Work item —
Your task is to output the data exactly as it stands.

BEGIN Data

#[cfg(test)]
mod tests {
    #![allow(clippy::unwrap_used)]

    use pretty_assertions::assert_eq;
    use serde_json::json;

    use super::*;

    #[test]
    fn every_field_has_a_unique_name() {
        for (i, spec) in SITE_CONFIG_FIELDS.iter().enumerate() {
            assert!(
                SITE_CONFIG_FIELDS[i + 1..].iter().all(|other| other.name != spec.name),
                "duplicate field {}",
                spec.name
            );
        }
        assert_eq!(SITE_CONFIG_FIELDS.len(), 21);
    }

    #[test]
    fn null_and_empty_list_decode_to_no_block() {
        assert!(decode_site_config(&Value::Null).unwrap().is_empty());
        assert!(decode_site_config(&json!([])).unwrap().is_empty());
    }

    #[test]
    fn empty_block_gets_schema_defaults() {
        let configs = decode_site_config(&json!([{}])).unwrap();
        let config = &configs[0];

        assert_eq!(config.always_on, Setting::Default(false));
        assert_eq!(config.http2_enabled, Setting::Default(false));
        assert_eq!(config.remote_debugging_enabled, Setting::Default(false));
        assert_eq!(config.dotnet_framework_version, Setting::Default("v4.0".into()));
        assert_eq!(config.scm_type, Setting::Default("None".into()));
        assert!(config.managed_pipeline_mode.is_unset());
        assert!(config.local_mysql_enabled.is_unset());
        assert!(config.virtual_network_name.is_unset());
        assert!(config.default_documents.is_empty());
        assert!(config.ip_restriction.is_empty());
    }

    #[test]
    fn supplied_values_are_explicit() {
        let configs = decode_site_config(&json!([{
            "always_on": true,
            "default_documents": ["index.html", "default.aspx"],
            "java_container": "tomcat",
            "php_version": "7.1",
            "virtual_network_name": "vnet-app",
        }]))
        .unwrap();
        let config = &configs[0];

        assert_eq!(config.always_on, Setting::Explicit(true));
        assert_eq!(config.default_documents, vec!["index.html", "default.aspx"]);
        assert_eq!(config.java_container, Setting::Explicit("tomcat".into()));
        assert_eq!(config.php_version, Setting::Explicit("7.1".into()));
        assert_eq!(config.virtual_network_name, Setting::Explicit("vnet-app".into()));
    }

    #[test]
    fn bare_block_is_accepted() {
        let configs = decode_site_config(&json!({ "websockets_enabled": true })).unwrap();
        assert_eq!(configs.len(), 1);
        assert_eq!(configs[0].websockets_enabled, Setting::Explicit(true));
    }

    #[test]
    fn more_than_one_block_is_rejected() {
        let err = decode_site_config(&json!([{}, {}])).unwrap_err();
        assert_eq!(err.field_path().as_deref(), Some("site_config"));
    }

    #[test]
    fn unknown_key_is_rejected() {
        let err = decode_site_config(&json!([{ "always_off": true }])).unwrap_err();
        assert_eq!(err.field_path().as_deref(), Some("site_config.always_off"));
    }

    #[test]
    fn wrong_type_is_rejected() {
        let err = decode_site_config(&json!([{ "always_on": "yes" }])).unwrap_err();
        assert_eq!(
            err,
            CoreError::InvalidField {
                field: "site_config.always_on".into(),
                reason: "expected bool, got a string".into(),
            }
        );
    }

    #[test]
    fn allowed_values_respect_case_rules() {
        assert!(decode_site_config(&json!([{ "managed_pipeline_mode": "integrated" }])).is_ok());
        assert!(decode_site_config(&json!([{ "remote_debugging_version": "vs2017" }])).is_ok());
        assert!(decode_site_config(&json!([{ "scm_type": "localgit" }])).is_err());
        assert!(decode_site_config(&json!([{ "php_version": "8.0" }])).is_err());
        assert!(decode_site_config(&json!([{ "min_tls_version": "1.3" }])).is_err());
    }

    #[test]
    fn blank_wire_enum_reads_as_omitted() {
        let configs = decode_site_config(&json!([{
            "managed_pipeline_mode": "",
            "scm_type": "",
            "ftps_state": "",
            "min_tls_version": "",
        }]))
        .unwrap();
        let config = &configs[0];

        assert!(config.managed_pipeline_mode.is_unset());
        assert_eq!(config.scm_type, Setting::Default("None".into()));
        assert!(config.ftps_state.is_unset());
        assert!(config.min_tls_version.is_unset());

        assert!(decode_site_config(&json!([{ "php_version": "" }])).is_err());
    }

    #[test]
    fn restriction_mask_defaults_to_single_host() {
        let configs = decode_site_config(&json!([{
            "ip_restriction": [
                { "ip_address": "10.0.0.0", "subnet_mask": "255.255.255.0" },
                { "ip_address": "192.168.1.5" },
            ],
        }]))
        .unwrap();
        let restrictions = &configs[0].ip_restriction;

        assert_eq!(restrictions[0], IpRestriction::new("10.0.0.0", "255.255.255.0"));
        assert_eq!(restrictions[1], IpRestriction::host("192.168.1.5"));
    }

    #[test]
    fn restriction_requires_an_address() {
        let err = decode_site_config(&json!([{
            "ip_restriction": [{ "subnet_mask": "255.255.255.0" }],
        }]))
        .unwrap_err();
        assert_eq!(
            err.field_path().as_deref(),
            Some("site_config.ip_restriction.0.ip_address")
        );
    }

    #[test]
    fn malformed_network_literal_is_a_field_error() {
        let err = decode_site_config(&json!([{
            "ip_restriction": [
                { "ip_address": "10.0.0.1" },
                { "ip_address": "10.0.0.0", "subnet_mask": "255.0.255.0" },
            ],
        }]))
        .unwrap_err();

        assert_eq!(
            err.field_path().as_deref(),
            Some("site_config.ip_restriction.1")
        );
        assert_eq!(
            err.root(),
            &CoreError::InvalidSubnetMask {
                mask: "255.0.255.0".into()
            }
        );
    }

    #[test]
    fn case_differences_are_suppressed_per_field() {
        let pipeline = field("managed_pipeline_mode").unwrap();
        assert!(pipeline.values_equivalent("Integrated", "INTEGRATED"));

        let scm = field("scm_type").unwrap();
        assert!(scm.values_equivalent("LocalGit", "localgit"));

        let ftps = field("ftps_state").unwrap();
        assert!(ftps.values_equivalent("FtpsOnly", "ftpsonly"));

        let php = field("php_version").unwrap();
        assert!(!php.values_equivalent("7.0", "7.1"));

        let vnet = field("virtual_network_name").unwrap();
        assert!(!vnet.values_equivalent("vnet-A", "vnet-a"));
    }

    #[test]
    fn field_kinds_display_like_the_schema() {
        assert_eq!(field("always_on").unwrap().kind.to_string(), "bool");
        assert_eq!(field("default_documents").unwrap().kind.to_string(), "list(string)");
        assert_eq!(field("ip_restriction").unwrap().kind.to_string(), "list(block)");
        assert_eq!(
            field("dotnet_framework_version").unwrap().default.unwrap().to_string(),
            "v4.0"
        );
    }
}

END Data

Task answer —
#[cfg(test)]
mod tests {
    #![allow(clippy::unwrap_used)]

    use pretty_assertions::assert_eq;
    use serde_json::json;

    use super::*;

    #[test]
    fn every_field_has_a_unique_name() {
        for (i, spec) in SITE_CONFIG_FIELDS.iter().enumerate() {
            assert!(
                SITE_CONFIG_FIELDS[i + 1..].iter().all(|other| other.name != spec.name),
                "duplicate field {}",
                spec.name
            );
        }
        assert_eq!(SITE_CONFIG_FIELDS.len(), 21);
    }

    #[test]
    fn null_and_empty_list_decode_to_no_block() {
        assert!(decode_site_config(&Value::Null).unwrap().is_empty());
        assert!(decode_site_config(&json!([])).unwrap().is_empty());
    }

    #[test]
    fn empty_block_gets_schema_defaults() {
        let configs = decode_site_config(&json!([{}])).unwrap();
        let config = &configs[0];

        assert_eq!(config.always_on, Setting::Default(false));
        assert_eq!(config.http2_enabled, Setting::Default(false));
        assert_eq!(config.remote_debugging_enabled, Setting::Default(false));
        assert_eq!(config.dotnet_framework_version, Setting::Default("v4.0".into()));
        assert_eq!(config.scm_type, Setting::Default("None".into()));
        assert!(config.managed_pipeline_mode.is_unset());
        assert!(config.local_mysql_enabled.is_unset());
        assert!(config.virtual_network_name.is_unset());
        assert!(config.default_documents.is_empty());
        assert!(config.ip_restriction.is_empty());
    }

    #[test]
    fn supplied_values_are_explicit() {
        let configs = decode_site_config(&json!([{
            "always_on": true,
            "default_documents": ["index.html", "default.aspx"],
            "java_container": "tomcat",
            "php_version": "7.1",
            "virtual_network_name": "vnet-app",
        }]))
        .unwrap();
        let config = &configs[0];

        assert_eq!(config.always_on, Setting::Explicit(true));
        assert_eq!(config.default_documents, vec!["index.html", "default.aspx"]);
        assert_eq!(config.java_container, Setting::Explicit("tomcat".into()));
        assert_eq!(config.php_version, Setting::Explicit("7.1".into()));
        assert_eq!(config.virtual_network_name, Setting::Explicit("vnet-app".into()));
    }

    #[test]
    fn bare_block_is_accepted() {
        let configs = decode_site_config(&json!({ "websockets_enabled": true })).unwrap();
        assert_eq!(configs.len(), 1);
        assert_eq!(configs[0].websockets_enabled, Setting::Explicit(true));
    }

    #[test]
    fn more_than_one_block_is_rejected() {
        let err = decode_site_config(&json!([{}, {}])).unwrap_err();
        assert_eq!(err.field_path().as_deref(), Some("site_config"));
    }

    #[test]
    fn unknown_key_is_rejected() {
        let err = decode_site_config(&json!([{ "always_off": true }])).unwrap_err();
        assert_eq!(err.field_path().as_deref(), Some("site_config.always_off"));
    }

    #[test]
    fn wrong_type_is_rejected() {
        let err = decode_site_config(&json!([{ "always_on": "yes" }])).unwrap_err();
        assert_eq!(
            err,
            CoreError::InvalidField {
                field: "site_config.always_on".into(),
                reason: "expected bool, got a string".into(),
            }
        );
    }

    #[test]
    fn allowed_values_respect_case_rules() {
        assert!(decode_site_config(&json!([{ "managed_pipeline_mode": "integrated" }])).is_ok());
        assert!(decode_site_config(&json!([{ "remote_debugging_version": "vs2017" }])).is_ok());
        assert!(decode_site_config(&json!([{ "scm_type": "localgit" }])).is_err());
        assert!(decode_site_config(&json!([{ "php_version": "8.0" }])).is_err());
        assert!(decode_site_config(&json!([{ "min_tls_version": "1.3" }])).is_err());
    }

    #[test]
    fn blank_wire_enum_reads_as_omitted() {
        let configs = decode_site_config(&json!([{
            "managed_pipeline_mode": "",
            "scm_type": "",
            "ftps_state": "",
            "min_tls_version": "",
        }]))
        .unwrap();
        let config = &configs[0];

        assert!(config.managed_pipeline_mode.is_unset());
        assert_eq!(config.scm_type, Setting::Default("None".into()));
        assert!(config.ftps_state.is_unset());
        assert!(config.min_tls_version.is_unset());

        assert!(decode_site_config(&json!([{ "php_version": "" }])).is_err());
    }

    #[test]
    fn restriction_mask_defaults_to_single_host() {
        let configs = decode_site_config(&json!([{
            "ip_restriction": [
                { "ip_address": "10.0.0.0", "subnet_mask": "255.255.255.0" },
                { "ip_address": "192.168.1.5" },
            ],
        }]))
        .unwrap();
        let restrictions = &configs[0].ip_restriction;

        assert_eq!(restrictions[0], IpRestriction::new("10.0.0.0", "255.255.255.0"));
        assert_eq!(restrictions[1], IpRestriction::host("192.168.1.5"));
    }

    #[test]
    fn restriction_requires_an_address() {
        let err = decode_site_config(&json!([{
            "ip_restriction": [{ "subnet_mask": "255.255.255.0" }],
        }]))
        .unwrap_err();
        assert_eq!(
            err.field_path().as_deref(),
            Some("site_config.ip_restriction.0.ip_address")
        );
    }

    #[test]
    fn malformed_network_literal_is_a_field_error() {
        let err = decode_site_config(&json!([{
            "ip_restriction": [
                { "ip_address": "10.0.0.1" },
                { "ip_address": "10.0.0.0", "subnet_mask": "255.0.255.0" },
            ],
        }]))
        .unwrap_err();

        assert_eq!(
            err.field_path().as_deref(),
            Some("site_config.ip_restriction.1")
        );
        assert_eq!(
            err.root(),
            &CoreError::InvalidSubnetMask {
                mask: "255.0.255.0".into()
            }
        );
    }

    #[test]
    fn case_differences_are_suppressed_per_field() {
        let pipeline = field("managed_pipeline_mode").unwrap();
        assert!(pipeline.values_equivalent("Integrated", "INTEGRATED"));

        let scm = field("scm_type").unwrap();
        assert!(scm.values_equivalent("LocalGit", "localgit"));

        let ftps = field("ftps_state").unwrap();
        assert!(ftps.values_equivalent("FtpsOnly", "ftpsonly"));

        let php = field("php_version").unwrap();
        assert!(!php.values_equivalent("7.0", "7.1"));

        let vnet = field("virtual_network_name").unwrap();
        assert!(!vnet.values_equivalent("vnet-A", "vnet-a"));
    }

    #[test]
    fn field_kinds_display_like_the_schema() {
        assert_eq!(field("always_on").unwrap().kind.to_string(), "bool");
        assert_eq!(field("default_documents").unwrap().kind.to_string(), "list(string)");
        assert_eq!(field("ip_restriction").unwrap().kind.to_string(), "list(block)");
        assert_eq!(
            field("dotnet_framework_version").unwrap().default.unwrap().to_string(),
            "v4.0"
        );
    }
}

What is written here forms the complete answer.